L’offensiva interventista contro il Venezuela consta di vari capitoli che spiegano l’attuale scenario. L’Assemblea delle Nazioni Unite, su richiesta di Washington e dei suoi alleati, ha proposto il disconoscimento di Nicolàs Maduro nel gennaio di quest’anno. La proposta è stata rifiutata con il voto contrario dei due terzi dei paesi membri di questo foro multilaterale. La stessa proposta non è stata approvata nel Consiglio di Sicurezza. Attualmente solo 55 paesi, su un totale di 193, riconoscono Juan Guaidò come legittimo presidente.

 

Questa asimmetrica distribuzione di appoggi e messe in discussioni è quanto si cerca, ripetutamente, di nascondere per conferire maggiore legittimità alla logica del discorso pronunciato da Trump e dai presidenti che compongono il Gruppo di Lima. E’ questo il quadro in cui lo scorso 25 febbraio il vice-presidente degli Stati Uniti, Mike Pence, ha fatto pressione sui presidenti latinoamericani per formare una coalizione che portasse a rovesciare il governo di Nicolàs Maduro.

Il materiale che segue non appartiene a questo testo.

//! Re-export public algorithms.

pub mod communicator;
pub mod ghost;
pub mod local_order;

pub use communicator::{ProcessGroup, SerialGroup, ThreadGroup};
pub use ghost::{GhostSet, compute_ghost_nodes};
pub use local_order::{LocalPermutation, compute_local_permutation};
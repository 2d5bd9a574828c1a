//! Entry-point for repartitioning the lattice.
//!
//! The graph partitioner is an external collaborator: this crate only
//! defines the contract ([`Partitioner`]), hands it the weighted stencil
//! graph, and consumes the distribution and log it returns. Likewise
//! [`migration::NodeMigration`] is the contract for bringing a process's
//! connectivity in line with its new range.

pub mod graph;
pub mod migration;

pub use graph::LocalGraph;
pub use migration::{NodeMigration, RereadMigration};

use crate::algs::communicator::ProcessGroup;
use crate::data::connectivity::ConnectivityChunk;
use crate::topology::distribution::{NodeDistribution, even_split};
use serde::{Deserialize, Serialize};

/// Severity of a partitioner log entry.
#[derive(Copy, Clone, Debug, PartialEq, Eq, Serialize, Deserialize)]
pub enum MsgType {
    /// Informational; surfaced via `log::info!`.
    Notice,
    /// Surfaced via `log::warn!`, construction continues.
    Warning,
    /// Fatal for the whole construction.
    Error,
}

/// One entry of the partitioner log.
#[derive(Clone, Debug, PartialEq, Eq, Serialize, Deserialize)]
pub struct PartitionMessage {
    pub kind: MsgType,
    pub message: String,
}

impl PartitionMessage {
    pub fn notice(message: impl Into<String>) -> Self {
        Self {
            kind: MsgType::Notice,
            message: message.into(),
        }
    }

    pub fn warning(message: impl Into<String>) -> Self {
        Self {
            kind: MsgType::Warning,
            message: message.into(),
        }
    }

    pub fn error(message: impl Into<String>) -> Self {
        Self {
            kind: MsgType::Error,
            message: message.into(),
        }
    }
}

/// What a partitioner hands back.
#[derive(Clone, Debug)]
pub struct PartitionOutcome {
    /// Replaces the previous distribution wholesale.
    pub distribution: NodeDistribution,
    /// Ordered log entries.
    pub log: Vec<PartitionMessage>,
}

/// Contract to an external graph partitioner.
///
/// `partition` is collective: every process of `group` calls it with its own
/// chunk and none returns before the whole group is done. It is only invoked
/// when the group has more than one process.
pub trait Partitioner {
    /// * `weights` — one weight per model direction (edge weights of the stencil graph)
    /// * `self_direction` — index of the zero offset, which carries no edge
    fn partition(
        &self,
        chunk: &ConnectivityChunk,
        weights: &[u32],
        self_direction: Option<usize>,
        group: &dyn ProcessGroup,
    ) -> PartitionOutcome;
}

/// Keeps the even split the file was read with.
#[derive(Clone, Copy, Debug, Default)]
pub struct NaivePartitioner;

impl Partitioner for NaivePartitioner {
    fn partition(
        &self,
        chunk: &ConnectivityChunk,
        _weights: &[u32],
        _self_direction: Option<usize>,
        group: &dyn ProcessGroup,
    ) -> PartitionOutcome {
        PartitionOutcome {
            distribution: even_split(chunk.num_nodes_global(), group.size()),
            log: vec![PartitionMessage::notice(
                "keeping the even node split, no graph partitioner configured",
            )],
        }
    }
}
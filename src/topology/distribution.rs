//! Contiguous distribution of global node ids over processes.
//!
//! Process `p` owns the global ids `[dist[p], dist[p + 1])`. The naive split
//! from [`compute_initial_node_dist`] decides which records each process
//! reads from the connectivity file; the partitioner later replaces it
//! wholesale with a load-balanced one.

use crate::lattice_error::ArbLatticeError;
use crate::topology::node::GlobalNodeId;
use serde::{Deserialize, Serialize};
use std::ops::Range;

/// Ordered offsets `dist[0..=num_processes]` with `dist[0] = 0`,
/// `dist[last] = num_nodes_global`, non-decreasing in between.
///
/// Serialized as the bare offset list; deserializing goes through [`NodeDistribution::new`].
#[derive(Clone, Debug, PartialEq, Eq, Serialize, Deserialize)]
#[serde(try_from = "Vec<GlobalNodeId>", into = "Vec<GlobalNodeId>")]
pub struct NodeDistribution {
    offsets: Vec<GlobalNodeId>,
}

impl NodeDistribution {
    /// Validate `offsets` and wrap them.
    pub fn new(offsets: Vec<GlobalNodeId>) -> Result<Self, ArbLatticeError> {
        if offsets.len() < 2 {
            return Err(ArbLatticeError::InvalidDistribution(format!(
                "expected at least 2 offsets, got {}",
                offsets.len()
            )));
        }
        if offsets[0] != 0 {
            return Err(ArbLatticeError::InvalidDistribution(format!(
                "first offset must be 0, got {}",
                offsets[0]
            )));
        }
        if let Some(p) = offsets.windows(2).position(|w| w[0] > w[1]) {
            return Err(ArbLatticeError::InvalidDistribution(format!(
                "offsets decrease between process {p} ({}) and process {} ({})",
                offsets[p],
                p + 1,
                offsets[p + 1]
            )));
        }
        Ok(Self { offsets })
    }

    /// Number of processes the nodes are split over.
    #[inline]
    pub fn num_processes(&self) -> usize {
        self.offsets.len() - 1
    }

    #[inline]
    pub fn num_nodes_global(&self) -> usize {
        self.offsets[self.offsets.len() - 1]
    }

    /// Raw offsets, `num_processes() + 1` entries.
    #[inline]
    pub fn offsets(&self) -> &[GlobalNodeId] {
        &self.offsets
    }

    /// Global ids owned by `process`.
    ///
    /// # Panics
    /// Panics if `process >= num_processes()`.
    #[inline]
    pub fn range(&self, process: usize) -> Range<GlobalNodeId> {
        self.offsets[process]..self.offsets[process + 1]
    }

    #[inline]
    pub fn local_size(&self, process: usize) -> usize {
        self.offsets[process + 1] - self.offsets[process]
    }

    /// Process owning `id`, or `None` if `id >= num_nodes_global()`.
    ///
    /// With empty ranges several offsets coincide; the owner is the process
    /// whose range actually contains `id`.
    pub fn owner_of(&self, id: GlobalNodeId) -> Option<usize> {
        if id >= self.num_nodes_global() {
            return None;
        }
        // First offset strictly greater than `id`, minus one.
        let upper = self.offsets.partition_point(|&o| o <= id);
        Some(upper - 1)
    }

    /// Lowest process owning no nodes, if any.
    pub fn first_empty_process(&self) -> Option<usize> {
        self.offsets.windows(2).position(|w| w[0] == w[1])
    }

    /// Check the distribution covers `num_nodes_global` nodes over `num_processes`.
    pub fn check_shape(
        &self,
        num_processes: usize,
        num_nodes_global: usize,
    ) -> Result<(), ArbLatticeError> {
        if self.num_processes() != num_processes {
            return Err(ArbLatticeError::InvalidDistribution(format!(
                "distribution covers {} processes, the group has {num_processes}",
                self.num_processes()
            )));
        }
        if self.num_nodes_global() != num_nodes_global {
            return Err(ArbLatticeError::InvalidDistribution(format!(
                "distribution covers {} nodes, the lattice has {num_nodes_global}",
                self.num_nodes_global()
            )));
        }
        Ok(())
    }
}

impl TryFrom<Vec<GlobalNodeId>> for NodeDistribution {
    type Error = ArbLatticeError;

    fn try_from(offsets: Vec<GlobalNodeId>) -> Result<Self, Self::Error> {
        Self::new(offsets)
    }
}

impl From<NodeDistribution> for Vec<GlobalNodeId> {
    fn from(dist: NodeDistribution) -> Self {
        dist.offsets
    }
}

/// Split `total` nodes as evenly as possible over `num_processes`.
///
/// Every process gets `total / num_processes` nodes and the first
/// `total % num_processes` processes one more. Ranges may be empty.
pub fn compute_initial_node_dist(
    total: usize,
    num_processes: usize,
) -> Result<NodeDistribution, ArbLatticeError> {
    if num_processes == 0 {
        return Err(ArbLatticeError::InvalidDistribution(
            "cannot distribute nodes over 0 processes".into(),
        ));
    }
    Ok(even_split(total, num_processes))
}

/// [`compute_initial_node_dist`] for a group size known to be non-zero;
/// a zero size is treated as one process.
pub(crate) fn even_split(total: usize, num_processes: usize) -> NodeDistribution {
    let num_processes = num_processes.max(1);
    let base = total / num_processes;
    let rem = total % num_processes;
    let mut offsets = Vec::with_capacity(num_processes + 1);
    offsets.push(0);
    let mut acc = 0;
    for p in 0..num_processes {
        acc += base + usize::from(p < rem);
        offsets.push(acc);
    }
    NodeDistribution { offsets }
}

#[cfg(test)]
mod tests {
    use super::*;
    use proptest::prelude::*;

    #[test]
    fn even_split_with_remainder_front_loaded() {
        let d = compute_initial_node_dist(10, 4).unwrap();
        assert_eq!(d.offsets(), &[0, 3, 6, 8, 10]);
        assert_eq!(d.range(1), 3..6);
        assert_eq!(d.local_size(3), 2);
        assert_eq!(d.first_empty_process(), None);
    }

    #[test]
    fn more_processes_than_nodes_yields_empty_ranges() {
        let d = compute_initial_node_dist(2, 4).unwrap();
        assert_eq!(d.offsets(), &[0, 1, 2, 2, 2]);
        assert_eq!(d.first_empty_process(), Some(2));
        assert_eq!(d.owner_of(1), Some(1));
        assert_eq!(d.owner_of(2), None);
    }

    #[test]
    fn zero_processes_is_rejected() {
        assert!(matches!(
            compute_initial_node_dist(5, 0),
            Err(ArbLatticeError::InvalidDistribution(_))
        ));
    }

    #[test]
    fn new_rejects_broken_offsets() {
        assert!(NodeDistribution::new(vec![0]).is_err());
        assert!(NodeDistribution::new(vec![1, 4]).is_err());
        assert!(NodeDistribution::new(vec![0, 5, 3]).is_err());
        let d = NodeDistribution::new(vec![0, 0, 7]).unwrap();
        assert_eq!(d.owner_of(0), Some(1));
        assert!(d.check_shape(2, 7).is_ok());
        assert!(d.check_shape(3, 7).is_err());
        assert!(d.check_shape(2, 8).is_err());
    }

    #[test]
    fn deserializing_validates_offsets() {
        let d: NodeDistribution = serde_json::from_str("[0, 2, 2, 5]").unwrap();
        assert_eq!(d.first_empty_process(), Some(1));
        assert_eq!(serde_json::to_string(&d).unwrap(), "[0,2,2,5]");
        for bad in ["[]", "[0]", "[5, 2]", "[0, 4, 3]"] {
            assert!(serde_json::from_str::<NodeDistribution>(bad).is_err(), "{bad}");
        }
    }

    proptest! {
        #[test]
        fn initial_dist_is_balanced(total in 0usize..10_000, procs in 1usize..300) {
            let d = compute_initial_node_dist(total, procs).unwrap();
            prop_assert_eq!(d.num_processes(), procs);
            prop_assert_eq!(d.offsets()[0], 0);
            prop_assert_eq!(d.num_nodes_global(), total);
            let counts: Vec<usize> = (0..procs).map(|p| d.local_size(p)).collect();
            prop_assert_eq!(counts.iter().sum::<usize>(), total);
            let lo = total / procs;
            for &c in &counts {
                prop_assert!(c == lo || c == lo + 1);
            }
            let max = *counts.iter().max().unwrap();
            let min = *counts.iter().min().unwrap();
            prop_assert!(max - min <= 1);
        }

        #[test]
        fn owner_of_agrees_with_ranges(total in 1usize..2_000, procs in 1usize..50, probe in 0usize..2_000) {
            let d = compute_initial_node_dist(total, procs).unwrap();
            let id = probe % total;
            let owner = d.owner_of(id).unwrap();
            prop_assert!(d.range(owner).contains(&id));
        }
    }
}
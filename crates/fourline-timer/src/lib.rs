//! Cancellable per-turn countdown for Fourline sessions.
//!
//! One [`TurnTimer`] lives inside each session actor. It is armed when a
//! turn becomes some seat's responsibility, disarmed when a move lands or
//! the session leaves the in-progress state, and fires at most once per
//! arm. On expiry the actor forfeits the turn — the turn passes to the
//! other seat without a piece being placed.
//!
//! # Handle invalidation
//!
//! Every `arm()` bumps a monotonic generation counter and returns it.
//! A caller that remembers the returned generation can discard an expiry
//! carrying an older one, so a countdown started for a previous turn can
//! never forfeit the current one (the classic stale-timer bug).
//!
//! # Integration
//!
//! The timer is designed to sit inside a session actor's
//! `tokio::select!` loop; [`TurnTimer::expired`] pends forever while the
//! timer is disarmed, so the select just ignores that branch:
//!
//! ```ignore
//! loop {
//!     tokio::select! {
//!         Some(cmd) = cmd_rx.recv() => { /* moves, joins, rematch */ }
//!         expiry = timer.expired() => {
//!             if expiry.generation == armed_generation {
//!                 /* forfeit the turn, re-arm for the other seat */
//!             }
//!         }
//!     }
//! }
//! ```

use std::time::Duration;

use tokio::time::{self, Instant as TokioInstant};
use tracing::{debug, trace};

// ---------------------------------------------------------------------------
// Configuration
// ---------------------------------------------------------------------------

/// Timer settings for one session.
#[derive(Debug, Clone)]
pub struct TimerConfig {
    /// How long a seat has to move before its turn is forfeited.
    pub turn_budget: Duration,
}

impl TimerConfig {
    /// The default per-turn budget.
    pub const DEFAULT_TURN_BUDGET: Duration = Duration::from_secs(30);
}

impl Default for TimerConfig {
    fn default() -> Self {
        Self {
            turn_budget: Self::DEFAULT_TURN_BUDGET,
        }
    }
}

// ---------------------------------------------------------------------------
// Expiry
// ---------------------------------------------------------------------------

/// Returned by [`TurnTimer::expired`] when a countdown runs out.
#[derive(Debug, Clone, Copy, PartialEq, Eq)]
pub struct TurnExpiry {
    /// The generation of the countdown that expired. Compare against the
    /// value returned by the matching [`TurnTimer::arm`] call; anything
    /// older is stale and must be ignored.
    pub generation: u64,
}

// ---------------------------------------------------------------------------
// Timer
// ---------------------------------------------------------------------------

/// Single-instance countdown with monotonically invalidated handles.
///
/// Exactly one countdown can be pending at a time: arming again
/// implicitly cancels the previous one.
pub struct TurnTimer {
    config: TimerConfig,
    /// Bumped on every arm. Never reset, even across rematches.
    generation: u64,
    deadline: Option<TokioInstant>,
}

impl TurnTimer {
    /// Creates a disarmed timer.
    pub fn new(config: TimerConfig) -> Self {
        Self {
            config,
            generation: 0,
            deadline: None,
        }
    }

    /// Creates a disarmed timer with the given per-turn budget.
    pub fn with_budget(turn_budget: Duration) -> Self {
        Self::new(TimerConfig { turn_budget })
    }

    /// Starts (or restarts) the countdown and returns its generation.
    ///
    /// Any previously pending countdown is cancelled: its generation is
    /// now stale and an expiry carrying it must be discarded.
    pub fn arm(&mut self) -> u64 {
        self.generation += 1;
        self.deadline = Some(TokioInstant::now() + self.config.turn_budget);
        trace!(generation = self.generation, "turn timer armed");
        self.generation
    }

    /// Cancels the pending countdown, if any. Idempotent.
    pub fn disarm(&mut self) {
        if self.deadline.take().is_some() {
            debug!(generation = self.generation, "turn timer disarmed");
        }
    }

    /// Whether a countdown is currently pending.
    pub fn is_armed(&self) -> bool {
        self.deadline.is_some()
    }

    /// The generation of the most recent arm (0 if never armed).
    pub fn generation(&self) -> u64 {
        self.generation
    }

    /// The configured per-turn budget.
    pub fn turn_budget(&self) -> Duration {
        self.config.turn_budget
    }

    /// Waits for the pending countdown to run out.
    ///
    /// Pends forever while disarmed — inside `tokio::select!` the other
    /// branches keep running. Fires at most once per arm: the countdown
    /// is consumed on expiry, and the caller decides whether to re-arm.
    pub async fn expired(&mut self) -> TurnExpiry {
        let Some(deadline) = self.deadline else {
            // Disarmed: this future never resolves on its own.
            std::future::pending::<()>().await;
            unreachable!()
        };

        time::sleep_until(deadline).await;
        self.deadline = None;

        debug!(generation = self.generation, "turn timer expired");
        TurnExpiry {
            generation: self.generation,
        }
    }
}
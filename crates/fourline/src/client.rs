//! Client-side link monitoring.
//!
//! Wires the probe scheduler and quality estimator to the protocol: the
//! monitor mints `Probe` frames when one is due and digests `ProbeReply`
//! frames into a [`LinkQuality`] band. Purely advisory — nothing here
//! touches game state.

use std::time::{Duration, SystemTime, UNIX_EPOCH};

use fourline_protocol::{ClientMessage, ServerMessage};
use fourline_quality::{LinkQuality, ProbeScheduler, QualityConfig, QualityEstimator};

fn now_millis() -> u64 {
    SystemTime::now()
        .duration_since(UNIX_EPOCH)
        .map(|d| d.as_millis() as u64)
        .unwrap_or(0)
}

/// Tracks one connection's health through round-trip probes.
pub struct LinkMonitor {
    scheduler: ProbeScheduler,
    estimator: QualityEstimator,
}

impl LinkMonitor {
    pub fn new(config: QualityConfig) -> Self {
        Self {
            estimator: QualityEstimator::new(&config),
            scheduler: ProbeScheduler::new(config),
        }
    }

    /// Call on (re)connect. Old samples are dropped so a previous link's
    /// latency doesn't color this one, and probing restarts from zero.
    pub fn connected(&mut self) {
        self.estimator.reset();
        self.scheduler.start();
    }

    /// Call the moment the transport drops. Probing stops immediately.
    pub fn disconnected(&mut self) {
        self.scheduler.stop();
    }

    /// Waits until the next probe is due and mints the frame to send.
    /// Pends forever while disconnected or past the probe cap, so it sits
    /// quietly in a client's `select!` loop.
    pub async fn next_probe(&mut self) -> ClientMessage {
        self.scheduler.next_probe_due().await;
        ClientMessage::Probe {
            sent_at: now_millis(),
        }
    }

    /// Digests a server message. Returns the updated band if the message
    /// was a probe reply, `None` otherwise.
    pub fn observe(&mut self, message: &ServerMessage) -> Option<LinkQuality> {
        let ServerMessage::ProbeReply { sent_at } = message else {
            return None;
        };
        let round_trip = Duration::from_millis(now_millis().saturating_sub(*sent_at));
        self.estimator.record_round_trip(round_trip);
        Some(self.estimator.quality())
    }

    /// The current band.
    pub fn quality(&self) -> LinkQuality {
        self.estimator.quality()
    }
}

La posizione del Messico e dell’Uruguay, impegnati a trovare soluzioni negoziate, è stata percepita come un indebolimento di coloro che propendevano per soluzioni fulminanti e militari.

Il 22 marzo Trump ha ricevuto in Florida i capi di Stato di Giamaica, Bahamas, Haiti, Repubblica Dominicana e Santa Lucia. L’agenda dell’incontro era legata all’esigenza, da parte di Washington, di interrompere qualsiasi relazione con Caracas e offrire in cambio qualche carota disponibile per contrastare il piano, guidato dal Venezuela, noto come Petrocaribe (Accordo di Cooperazione Energetica di Solidarietà proposto dal Governo Bolivariano del Venezuela per risolvere le asimmetrie nell’accesso alle risorse energetiche tra i paesi dei Caraibi, n.d.t.).

 

Poco tempo dopo, tra l’11 e il 14 aprile, Mike Pompeo, ex capo della CIA e attuale segretario del Dipartimento di Stato, ha visitato Colombia, Perù, Cile e Paraguay  con l’obiettivo di far pressione sui loro presidenti per limitare la presenza della Cina e della Russia nella regione e riattizzare le minacce verso il Venezuela in vista della fine del governo  di Nicolàs Maduro. Secondo le testimonianze di alcuni consiglieri presenti, Pompeo non ha avuto il successo in cui sperava.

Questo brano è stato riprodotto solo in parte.